On Thu, 09 Jun 2011 19:01:24 +0200, Ian Hickson <[email protected]> wrote:
On Thu, 9 Jun 2011, Philip Jägenstedt wrote:
As for the spec, I don't think it can or needs to define the algorithm
on a
form suitable form implementation. Something along these lines would be
much
clearer for reference:
1. create a (possibly disconnected) graph of all the items in the
document (or
subtree)
2. find the strongly connected components
3. create a list of "loopy" items: those that are in the same component
as any
other item
The traversal would remain mostly as before, but whenever an item is
encountered, one checks if it is in the list of "loopy" items and if so
ignores it. Since "loopy" is a global property, you'll see the same
properties
regardless of the path taken to reach it, which may or may not be the
case
with the current spec. (In any case, it's a nice feature.)
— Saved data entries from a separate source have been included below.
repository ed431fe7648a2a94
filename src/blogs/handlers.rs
// HTTP handlers for blog read endpoints

use axum::{
    extract::{Path, State},
    Json,
};
use sqlx::PgPool;

use crate::auth::middleware::AuthenticatedUser;
use crate::blogs::models::{BlogImageRow, BlogResponse, BlogRow};
use crate::error::ApiError;
use crate::AppState;

const BLOG_QUERY: &str = "SELECT b.id, b.title, b.description, b.category, b.author, \
     b.created_at, b.updated_at, \
     EXISTS(SELECT 1 FROM blog_reactions r WHERE r.blog_id = b.id AND r.user_id = $1 AND r.liked) AS is_liked, \
     EXISTS(SELECT 1 FROM blog_reactions r WHERE r.blog_id = b.id AND r.user_id = $1 AND NOT r.liked) AS is_disliked, \
     (SELECT COUNT(*) FROM blog_reactions r WHERE r.blog_id = b.id AND r.liked) AS likes, \
     (SELECT COUNT(*) FROM blog_reactions r WHERE r.blog_id = b.id AND NOT r.liked) AS dislikes \
     FROM blogs b";

async fn images_for_blog(pool: &PgPool, blog_id: i32) -> Result<Vec<BlogImageRow>, ApiError> {
    let images = sqlx::query_as::<_, BlogImageRow>(
        "SELECT blog_id, url, caption FROM blog_images WHERE blog_id = $1 ORDER BY id",
    )
    .bind(blog_id)
    .fetch_all(pool)
    .await?;
    Ok(images)
}

/// List all blogs with the requester's reaction flags
/// GET /api/blogs
#[utoipa::path(
    get,
    path = "/api/blogs",
    responses(
        (status = 200, description = "List of blogs", body = Vec<BlogResponse>),
        (status = 401, description = "Not authenticated")
    ),
    tag = "blogs"
)]
pub async fn list_blogs_handler(
    State(state): State<AppState>,
    user: AuthenticatedUser,
) -> Result<Json<Vec<BlogResponse>>, ApiError> {
    tracing::debug!("Listing blogs for user {}", user.user_id);

    let query = format!("{BLOG_QUERY} ORDER BY b.id");
    let rows = sqlx::query_as::<_, BlogRow>(&query)
        .bind(user.user_id)
        .fetch_all(&state.db)
        .await?;

    let mut responses = Vec::with_capacity(rows.len());
    for row in rows {
        let images = images_for_blog(&state.db, row.id).await?;
        responses.push(BlogResponse::from_row(row, images));
    }

    Ok(Json(responses))
}

/// Fetch a single blog by id
/// GET /api/blogs/:id
#[utoipa::path(
    get,
    path = "/api/blogs/{id}",
    params(("id" = i32, Path, description = "Blog ID")),
    responses(
        (status = 200, description = "Blog found", body = BlogResponse),
        (status = 404, description = "Blog not found")
    ),
    tag = "blogs"
)]
pub async fn get_blog_handler(
    State(state): State<AppState>,
    user: AuthenticatedUser,
    Path(id): Path<i32>,
) -> Result<Json<BlogResponse>, ApiError> {
    let query = format!("{BLOG_QUERY} WHERE b.id = $2");
    let row = sqlx::query_as::<_, BlogRow>(&query)
        .bind(user.user_id)
        .bind(id)
        .fetch_optional(&state.db)
        .await?
        .ok_or_else(|| ApiError::NotFound {
            resource: "Blog".to_string(),
            id: id.to_string(),
        })?;

    let images = images_for_blog(&state.db, row.id).await?;
    Ok(Json(BlogResponse::from_row(row, images)))
}
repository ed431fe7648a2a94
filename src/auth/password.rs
// Password hashing and verification

use argon2::{
    password_hash::{rand_core::OsRng, PasswordHash, PasswordHasher, PasswordVerifier, SaltString},
    Argon2,
};

use crate::auth::error::AuthError;

/// Password service wrapping Argon2id
pub struct PasswordService;

impl PasswordService {
    /// Hash a password using Argon2id with a random salt
    pub fn hash_password(password: &str) -> Result<String, AuthError> {
        let salt = SaltString::generate(&mut OsRng);
        Argon2::default()
            .hash_password(password.as_bytes(), &salt)
            .map(|hash| hash.to_string())
            .map_err(|_| AuthError::PasswordHashError)
    }

    /// Verify a password against a stored PHC-format hash
    pub fn verify_password(password: &str, hash: &str) -> Result<bool, AuthError> {
        let parsed = PasswordHash::new(hash).map_err(|_| AuthError::PasswordHashError)?;
        Ok(Argon2::default()
            .verify_password(password.as_bytes(), &parsed)
            .is_ok())
    }
}

#[cfg(test)]
mod tests {
    use super::*;

    #[test]
    fn test_hash_and_verify_round_trip() {
        let hash = PasswordService::hash_password("secret").unwrap();
        assert!(PasswordService::verify_password("secret", &hash).unwrap());
        assert!(!PasswordService::verify_password("wrong", &hash).unwrap());
    }

    #[test]
    fn test_hashes_are_salted() {
        let first = PasswordService::hash_password("secret").unwrap();
        let second = PasswordService::hash_password("secret").unwrap();
        assert_ne!(first, second);
    }

    #[test]
    fn test_plaintext_never_appears_in_hash() {
        let hash = PasswordService::hash_password("hunter2hunter2").unwrap();
        assert!(!hash.contains("hunter2hunter2"));
    }

    #[test]
    fn test_malformed_hash_is_rejected() {
        assert!(PasswordService::verify_password("secret", "not-a-phc-hash").is_err());
    }
}
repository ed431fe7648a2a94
use sqlx::postgres::{PgPool, PgPoolOptions};
use std::time::Duration;

/// Type alias for the PostgreSQL connection pool
pub type DbPool = PgPool;

/// Creates and configures a PostgreSQL connection pool
pub async fn create_pool(database_url: &str) -> Result<DbPool, sqlx::Error> {
    tracing::debug!("Creating database connection pool");

    let pool = PgPoolOptions::new()
        .max_connections(5)
        .acquire_timeout(Duration::from_secs(3))
        .connect(database_url)
        .await?;

    tracing::info!("Database connection pool created successfully");
    Ok(pool)
}
// Database repository for user records

use chrono::{DateTime, Utc};
use sqlx::PgPool;

use crate::auth::{error::AuthError, models::User};

const USER_COLUMNS: &str = "id, firstname, lastname, email, mobile, password_hash, role, \
     refresh_token_hash, password_reset_token, password_reset_expires, \
     password_changed_at, created_at";

/// User repository for all credential-lifecycle queries
#[derive(Clone)]
pub struct UserRepository {
    pool: PgPool,
}

impl UserRepository {
    /// Create a new UserRepository
    pub fn new(pool: PgPool) -> Self {
        Self { pool }
    }

    /// Create a new user with the default role
    ///
    /// A unique-constraint violation (concurrent registration racing the
    /// duplicate check) maps to the same duplicate error as the check itself.
    pub async fn create_user(
        &self,
        firstname: &str,
        lastname: &str,
        email: &str,
        mobile: &str,
        password_hash: &str,
    ) -> Result<User, AuthError> {
        let query = format!(
            "INSERT INTO users (firstname, lastname, email, mobile, password_hash) \
             VALUES ($1, $2, $3, $4, $5) RETURNING {USER_COLUMNS}"
        );
        sqlx::query_as::<_, User>(&query)
            .bind(firstname)
            .bind(lastname)
            .bind(email)
            .bind(mobile)
            .bind(password_hash)
            .fetch_one(&self.pool)
            .await
            .map_err(|e| {
                if let sqlx::Error::Database(db_err) = &e {
                    if db_err.is_unique_violation() {
                        return AuthError::DuplicateUser;
                    }
                }
                AuthError::DatabaseError(e.to_string())
            })
    }

    /// Check whether the email or mobile is already taken
    pub async fn credentials_in_use(&self, email: &str, mobile: &str) -> Result<bool, AuthError> {
        let exists: (bool,) = sqlx::query_as(
            "SELECT EXISTS(SELECT 1 FROM users WHERE LOWER(email) = LOWER($1) OR mobile = $2)",
        )
        .bind(email)
        .bind(mobile)
        .fetch_one(&self.pool)
        .await
        .map_err(|e| AuthError::DatabaseError(e.to_string()))?;

        Ok(exists.0)
    }

    /// Find a user by email (case-insensitive)
    pub async fn find_by_email(&self, email: &str) -> Result<Option<User>, AuthError> {
        let query = format!("SELECT {USER_COLUMNS} FROM users WHERE LOWER(email) = LOWER($1)");
        sqlx::query_as::<_, User>(&query)
            .bind(email)
            .fetch_optional(&self.pool)
            .await
            .map_err(|e| AuthError::DatabaseError(e.to_string()))
    }

    /// Find a user by ID
    pub async fn find_by_id(&self, id: i32) -> Result<Option<User>, AuthError> {
        let query = format!("SELECT {USER_COLUMNS} FROM users WHERE id = $1");
        sqlx::query_as::<_, User>(&query)
            .bind(id)
            .fetch_optional(&self.pool)
            .await
            .map_err(|e| AuthError::DatabaseError(e.to_string()))
    }

    /// Find a user holding the given session-token hash
    pub async fn find_by_session_token(&self, token_hash: &str) -> Result<Option<User>, AuthError> {
        let query = format!("SELECT {USER_COLUMNS} FROM users WHERE refresh_token_hash = $1");
        sqlx::query_as::<_, User>(&query)
            .bind(token_hash)
            .fetch_optional(&self.pool)
            .await
            .map_err(|e| AuthError::DatabaseError(e.to_string()))
    }

    /// Persist the hash of a freshly issued session token
    pub async fn store_session_token(
        &self,
        user_id: i32,
        token_hash: &str,
    ) -> Result<(), AuthError> {
        sqlx::query("UPDATE users SET refresh_token_hash = $1 WHERE id = $2")
            .bind(token_hash)
            .bind(user_id)
            .execute(&self.pool)
            .await
            .map_err(|e| AuthError::DatabaseError(e.to_string()))?;
        Ok(())
    }

    /// Invalidate the current session token (logout)
    pub async fn clear_session_token(&self, user_id: i32) -> Result<(), AuthError> {
        sqlx::query("UPDATE users SET refresh_token_hash = NULL WHERE id = $1")
            .bind(user_id)
            .execute(&self.pool)
            .await
            .map_err(|e| AuthError::DatabaseError(e.to_string()))?;
        Ok(())
    }

    /// Store a new password hash (password-update path)
    pub async fn update_password(
        &self,
        user_id: i32,
        password_hash: &str,
    ) -> Result<User, AuthError> {
        let query = format!(
            "UPDATE users SET password_hash = $1, password_changed_at = NOW() \
             WHERE id = $2 RETURNING {USER_COLUMNS}"
        );
        sqlx::query_as::<_, User>(&query)
            .bind(password_hash)
            .bind(user_id)
            .fetch_one(&self.pool)
            .await
            .map_err(|e| AuthError::DatabaseError(e.to_string()))
    }

    /// Persist a reset-token hash and its expiry on the user
    pub async fn set_reset_token(
        &self,
        user_id: i32,
        token_hash: &str,
        expires_at: DateTime<Utc>,
    ) -> Result<(), AuthError> {
        sqlx::query(
            "UPDATE users SET password_reset_token = $1, password_reset_expires = $2 \
             WHERE id = $3",
        )
        .bind(token_hash)
        .bind(expires_at)
        .bind(user_id)
        .execute(&self.pool)
        .await
        .map_err(|e| AuthError::DatabaseError(e.to_string()))?;
        Ok(())
    }

    /// Find a user by email whose reset window is still open
    pub async fn find_by_email_with_active_reset(
        &self,
        email: &str,
    ) -> Result<Option<User>, AuthError> {
        let query = format!(
            "SELECT {USER_COLUMNS} FROM users \
             WHERE LOWER(email) = LOWER($1) AND password_reset_expires > NOW()"
        );
        sqlx::query_as::<_, User>(&query)
            .bind(email)
            .fetch_optional(&self.pool)
            .await
            .map_err(|e| AuthError::DatabaseError(e.to_string()))
    }

    /// Consume a reset token: store the new password hash and clear both
    /// reset fields in one transaction so a token can never be replayed
    pub async fn complete_password_reset(
        &self,
        user_id: i32,
        password_hash: &str,
    ) -> Result<User, AuthError> {
        let mut tx = self
            .pool
            .begin()
            .await
            .map_err(|e| AuthError::DatabaseError(e.to_string()))?;

        let query = format!(
            "UPDATE users SET password_hash = $1, \
             password_reset_token = NULL, \
             password_reset_expires = NULL, \
             password_changed_at = NOW() \
             WHERE id = $2 RETURNING {USER_COLUMNS}"
        );
        let user = sqlx::query_as::<_, User>(&query)
            .bind(password_hash)
            .bind(user_id)
            .fetch_one(&mut *tx)
            .await
            .map_err(|e| AuthError::DatabaseError(e.to_string()))?;

        tx.commit()
            .await
            .map_err(|e| AuthError::DatabaseError(e.to_string()))?;

        Ok(user)
    }
}
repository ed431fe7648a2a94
// Error handling for resource (non-auth) endpoints
// Auth endpoints carry their own envelope; see auth::error

use axum::{
    http::StatusCode,
    response::{IntoResponse, Json, Response},
};
use chrono::Utc;
use serde::Serialize;
use tracing::{debug, error};

/// Error type for resource handlers
#[derive(Debug)]
pub enum ApiError {
    /// Resource not found by ID, maps to HTTP 404
    NotFound { resource: String, id: String },

    /// Database operation errors, maps to HTTP 500
    /// Sensitive details are filtered from client responses
    DatabaseError(sqlx::Error),
}

/// Consistent error response structure for resource endpoints
#[derive(Serialize)]
pub struct ErrorResponse {
    /// Machine-readable error code
    pub error_code: String,

    /// Human-readable error message
    pub message: String,

    /// ISO 8601 timestamp of when the error occurred
    pub timestamp: String,
}

impl IntoResponse for ApiError {
    fn into_response(self) -> Response {
        let (status, error_response) = match &self {
            ApiError::NotFound { resource, id } => {
                debug!("Resource not found: {} with id {}", resource, id);
                (
                    StatusCode::NOT_FOUND,
                    ErrorResponse {
                        error_code: "NOT_FOUND".to_string(),
                        message: format!("{} with id {} not found", resource, id),
                        timestamp: Utc::now().to_rfc3339(),
                    },
                )
            }
            ApiError::DatabaseError(db_error) => {
                error!("Database error: {:?}", db_error);
                (
                    StatusCode::INTERNAL_SERVER_ERROR,
                    ErrorResponse {
                        error_code: "DATABASE_ERROR".to_string(),
                        message: "A database error occurred".to_string(),
                        timestamp: Utc::now().to_rfc3339(),
                    },
                )
            }
        };
        (status, Json(error_response)).into_response()
    }
}

impl From<sqlx::Error> for ApiError {
    fn from(error: sqlx::Error) -> Self {
        ApiError::DatabaseError(error)
    }
}
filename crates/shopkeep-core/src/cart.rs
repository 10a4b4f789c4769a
//! # Cart Builder
//!
//! The working set of lines for one pending sale or purchase.
//!
//! ## Cart Operations Flow
//! ```text
//! ┌─────────────────────────────────────────────────────────────────────────┐
//! │                    Cart Builder Operations                              │
//! │                                                                         │
//! │  Form Action             Cart Method              Line Change           │
//! │  ───────────             ───────────              ───────────           │
//! │                                                                         │
//! │  Pick product ─────────► add_item() ────────────► push or qty + 1      │
//! │                                                                         │
//! │  +/- buttons ──────────► set_quantity() ────────► qty = n (≤ 0 drops)  │
//! │                                                                         │
//! │  Trash icon ───────────► remove_item() ─────────► line removed         │
//! │                                                                         │
//! │  Clear / after confirm ► clear() ───────────────► empty + form reset   │
//! │                                                                         │
//! │  Confirm ──────────────► build_order() ─────────► immutable Order      │
//! │                          build_purchase()         immutable Purchase   │
//! └─────────────────────────────────────────────────────────────────────────┘
//! ```
//!
//! ## Invariants
//! - At most one line per product id
//! - Every line has `1 <= quantity <= MAX_LINE_QUANTITY`
//! - Every total fits in [`Money`]; a change that would overflow one is
//!   refused and the cart is left as it was
//!
//! Totals are recomputed from the lines on every call and never cached.

use serde::{Deserialize, Serialize};
use tracing::debug;
use ts_rs::TS;

use crate::catalog::{Catalog, Product};
use crate::error::{CoreError, CoreResult, ValidationError};
use crate::ids::RecordStamp;
use crate::money::Money;
use crate::types::{
    LedgerKind, Order, OrderItem, OrderStatus, PaymentMethod, Purchase, PurchaseItem,
    PurchaseStatus,
};
use crate::validation::{
    parse_amount_input, validate_counterparty_name, validate_paid_amount, validate_quantity,
    ValidationResult, MAX_LINE_QUANTITY,
};
use crate::SALES_TAX_RATE;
The main reason I didn't do something like this with the current spec was
that I was trying to minimise the work needed when implementing the API
in
a dynamic situation. The above would imply that any time anything in the
document changed in a way that could affect microdata, you'd have to redo
the whole document before the next time the API was invoked. That seems
expensive. (Consider the WHATWG spec, which has microdata in it and is
about 5MB. Do you really want to crawl the whole document looking for
microdata each time the API is invoked?)
What I had tried to do when implementing the spec is start at whatever
point in the DOM the API call was related to, and then search for loops
from that point, and drop anything loopy. That's still expensive, but it
at least minimises the total amount of work.
Does that make sense?
If the expense isn't a big deal then I don't mind doing it the other way
too, but this seems like an API that we're going to have enough trouble
getting implemented in the first place without giving implementors a
reason to avoid doing it at all.
I don't think the spec needs to be giving suggestions for efficient
implementation for live collections, because we inevitable won't implement
exactly that algorithm anyway. It is a problem if the algorithm doesn't
clearly map to some simpler higher-level behavior, as we certainly don't
want to emulate some edge-cases just to follow the letter of the spec.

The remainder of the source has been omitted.